───── Task material
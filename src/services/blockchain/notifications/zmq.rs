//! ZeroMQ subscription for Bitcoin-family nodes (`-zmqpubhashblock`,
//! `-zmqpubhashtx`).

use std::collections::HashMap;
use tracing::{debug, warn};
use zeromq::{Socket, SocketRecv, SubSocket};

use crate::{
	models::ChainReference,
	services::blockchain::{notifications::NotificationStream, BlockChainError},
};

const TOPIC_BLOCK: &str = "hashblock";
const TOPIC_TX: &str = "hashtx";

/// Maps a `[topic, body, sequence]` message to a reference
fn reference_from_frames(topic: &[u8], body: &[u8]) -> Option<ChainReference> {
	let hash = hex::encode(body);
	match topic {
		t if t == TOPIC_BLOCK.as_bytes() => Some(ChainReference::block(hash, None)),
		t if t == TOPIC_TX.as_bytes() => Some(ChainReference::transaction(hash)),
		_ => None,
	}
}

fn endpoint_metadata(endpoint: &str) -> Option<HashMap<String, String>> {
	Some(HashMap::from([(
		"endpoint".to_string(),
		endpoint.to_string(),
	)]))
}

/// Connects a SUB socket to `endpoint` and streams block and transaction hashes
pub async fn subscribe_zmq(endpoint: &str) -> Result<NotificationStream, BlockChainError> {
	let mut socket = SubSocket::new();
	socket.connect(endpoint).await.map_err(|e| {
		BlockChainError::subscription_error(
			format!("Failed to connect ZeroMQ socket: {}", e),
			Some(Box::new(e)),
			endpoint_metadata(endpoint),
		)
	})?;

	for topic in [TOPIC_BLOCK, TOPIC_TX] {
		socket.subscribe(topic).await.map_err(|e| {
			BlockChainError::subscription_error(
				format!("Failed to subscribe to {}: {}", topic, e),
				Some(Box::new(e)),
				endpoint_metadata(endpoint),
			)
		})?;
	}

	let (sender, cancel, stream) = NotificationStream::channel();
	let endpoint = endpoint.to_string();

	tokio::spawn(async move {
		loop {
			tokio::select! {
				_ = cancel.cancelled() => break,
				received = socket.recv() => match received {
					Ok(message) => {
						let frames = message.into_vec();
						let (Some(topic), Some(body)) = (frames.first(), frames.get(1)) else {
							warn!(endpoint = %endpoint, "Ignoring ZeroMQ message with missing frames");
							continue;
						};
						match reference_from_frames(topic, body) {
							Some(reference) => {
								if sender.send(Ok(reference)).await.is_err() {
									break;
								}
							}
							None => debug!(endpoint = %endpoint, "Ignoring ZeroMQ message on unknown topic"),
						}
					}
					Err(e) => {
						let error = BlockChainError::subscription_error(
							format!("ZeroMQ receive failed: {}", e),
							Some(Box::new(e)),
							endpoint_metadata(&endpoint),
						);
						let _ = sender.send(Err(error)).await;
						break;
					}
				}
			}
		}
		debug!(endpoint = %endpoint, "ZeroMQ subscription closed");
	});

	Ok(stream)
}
──────────
───── Task material
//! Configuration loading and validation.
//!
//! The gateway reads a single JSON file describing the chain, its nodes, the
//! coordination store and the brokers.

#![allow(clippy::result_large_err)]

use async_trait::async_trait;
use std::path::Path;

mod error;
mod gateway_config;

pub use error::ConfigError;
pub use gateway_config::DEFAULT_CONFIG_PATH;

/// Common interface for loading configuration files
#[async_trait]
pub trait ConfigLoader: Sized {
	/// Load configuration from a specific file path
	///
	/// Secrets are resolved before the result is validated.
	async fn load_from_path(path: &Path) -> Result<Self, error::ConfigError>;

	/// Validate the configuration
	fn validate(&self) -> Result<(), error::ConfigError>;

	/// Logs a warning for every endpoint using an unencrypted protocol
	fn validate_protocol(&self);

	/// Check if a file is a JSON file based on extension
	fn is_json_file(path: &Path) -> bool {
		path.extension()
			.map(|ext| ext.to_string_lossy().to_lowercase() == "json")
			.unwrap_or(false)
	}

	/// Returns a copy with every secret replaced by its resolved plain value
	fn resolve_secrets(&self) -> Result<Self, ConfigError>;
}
──────────
───── Task material
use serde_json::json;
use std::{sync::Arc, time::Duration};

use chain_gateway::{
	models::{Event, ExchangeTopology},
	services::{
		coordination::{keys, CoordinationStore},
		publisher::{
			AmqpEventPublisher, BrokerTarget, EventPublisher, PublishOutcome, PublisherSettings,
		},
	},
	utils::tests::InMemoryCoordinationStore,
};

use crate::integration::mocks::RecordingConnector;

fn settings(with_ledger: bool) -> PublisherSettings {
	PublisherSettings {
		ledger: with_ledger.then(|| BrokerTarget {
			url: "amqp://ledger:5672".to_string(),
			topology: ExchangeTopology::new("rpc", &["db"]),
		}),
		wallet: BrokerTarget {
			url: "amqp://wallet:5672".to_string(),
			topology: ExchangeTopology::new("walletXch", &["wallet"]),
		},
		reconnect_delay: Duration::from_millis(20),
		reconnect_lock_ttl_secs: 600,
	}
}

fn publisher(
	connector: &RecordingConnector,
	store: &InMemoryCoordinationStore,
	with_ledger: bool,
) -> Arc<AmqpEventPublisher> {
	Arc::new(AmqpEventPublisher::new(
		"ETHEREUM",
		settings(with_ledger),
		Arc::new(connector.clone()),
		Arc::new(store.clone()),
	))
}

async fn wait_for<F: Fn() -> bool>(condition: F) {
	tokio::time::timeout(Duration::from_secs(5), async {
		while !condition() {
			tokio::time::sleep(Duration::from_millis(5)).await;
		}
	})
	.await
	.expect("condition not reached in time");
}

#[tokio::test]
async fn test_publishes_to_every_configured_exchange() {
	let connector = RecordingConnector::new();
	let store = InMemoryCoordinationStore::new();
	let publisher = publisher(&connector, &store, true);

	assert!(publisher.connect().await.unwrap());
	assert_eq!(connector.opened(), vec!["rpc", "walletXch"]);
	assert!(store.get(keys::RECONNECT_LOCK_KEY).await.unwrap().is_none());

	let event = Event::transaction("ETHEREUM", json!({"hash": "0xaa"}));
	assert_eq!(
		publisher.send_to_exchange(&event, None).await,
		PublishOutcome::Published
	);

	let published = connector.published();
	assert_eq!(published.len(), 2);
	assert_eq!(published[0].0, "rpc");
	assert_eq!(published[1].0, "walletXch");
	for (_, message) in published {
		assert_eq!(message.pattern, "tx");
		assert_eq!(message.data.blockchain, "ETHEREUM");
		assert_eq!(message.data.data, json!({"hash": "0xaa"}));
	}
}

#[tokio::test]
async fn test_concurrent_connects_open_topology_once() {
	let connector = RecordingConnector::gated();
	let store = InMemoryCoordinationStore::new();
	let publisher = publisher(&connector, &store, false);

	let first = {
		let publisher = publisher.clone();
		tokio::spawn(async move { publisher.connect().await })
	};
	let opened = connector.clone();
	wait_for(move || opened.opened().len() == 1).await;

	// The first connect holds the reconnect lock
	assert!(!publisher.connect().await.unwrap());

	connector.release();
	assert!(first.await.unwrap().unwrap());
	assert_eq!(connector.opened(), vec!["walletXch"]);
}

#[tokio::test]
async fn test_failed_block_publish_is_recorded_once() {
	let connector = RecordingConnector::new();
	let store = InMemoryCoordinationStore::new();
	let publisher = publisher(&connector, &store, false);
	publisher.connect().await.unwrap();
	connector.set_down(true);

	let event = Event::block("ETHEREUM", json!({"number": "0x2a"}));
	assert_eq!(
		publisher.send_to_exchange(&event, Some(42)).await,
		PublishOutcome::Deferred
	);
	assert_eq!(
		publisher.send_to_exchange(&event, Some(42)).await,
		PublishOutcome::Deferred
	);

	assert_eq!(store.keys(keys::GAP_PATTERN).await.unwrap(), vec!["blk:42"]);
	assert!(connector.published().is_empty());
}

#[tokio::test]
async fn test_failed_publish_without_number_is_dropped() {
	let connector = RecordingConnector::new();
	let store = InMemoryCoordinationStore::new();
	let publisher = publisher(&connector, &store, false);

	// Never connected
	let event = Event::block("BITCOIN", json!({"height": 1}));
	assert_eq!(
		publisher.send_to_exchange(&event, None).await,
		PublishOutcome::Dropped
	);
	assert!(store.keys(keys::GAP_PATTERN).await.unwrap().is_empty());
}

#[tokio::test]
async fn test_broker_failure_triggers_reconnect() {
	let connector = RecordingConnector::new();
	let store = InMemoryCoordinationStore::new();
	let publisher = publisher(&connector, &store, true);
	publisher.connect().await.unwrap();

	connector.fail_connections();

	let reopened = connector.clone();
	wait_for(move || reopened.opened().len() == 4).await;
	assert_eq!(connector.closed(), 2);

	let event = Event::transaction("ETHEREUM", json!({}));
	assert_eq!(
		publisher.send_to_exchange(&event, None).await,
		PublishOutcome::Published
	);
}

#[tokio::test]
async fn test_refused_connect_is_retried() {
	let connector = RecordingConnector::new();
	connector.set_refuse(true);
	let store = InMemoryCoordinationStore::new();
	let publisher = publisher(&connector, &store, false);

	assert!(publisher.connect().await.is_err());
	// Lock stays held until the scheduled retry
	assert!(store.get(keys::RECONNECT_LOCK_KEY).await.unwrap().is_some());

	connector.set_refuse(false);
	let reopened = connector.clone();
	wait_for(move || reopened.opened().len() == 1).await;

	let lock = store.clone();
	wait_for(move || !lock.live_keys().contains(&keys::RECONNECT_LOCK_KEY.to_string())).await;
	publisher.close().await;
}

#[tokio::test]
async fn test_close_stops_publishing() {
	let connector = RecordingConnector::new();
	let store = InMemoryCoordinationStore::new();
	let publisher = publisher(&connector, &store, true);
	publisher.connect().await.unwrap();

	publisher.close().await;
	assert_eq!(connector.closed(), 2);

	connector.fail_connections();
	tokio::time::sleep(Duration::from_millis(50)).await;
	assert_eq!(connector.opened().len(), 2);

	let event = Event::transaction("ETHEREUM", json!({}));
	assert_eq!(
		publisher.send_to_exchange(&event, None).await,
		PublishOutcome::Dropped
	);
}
──────────
◆ Task directions: Where a line of the records contains the word "ConfigError", copy that line.

◆ Solution to this exercise:
pub use error::ConfigError;
	async fn load_from_path(path: &Path) -> Result<Self, error::ConfigError>;
	fn validate(&self) -> Result<(), error::ConfigError>;
	fn resolve_secrets(&self) -> Result<Self, ConfigError>;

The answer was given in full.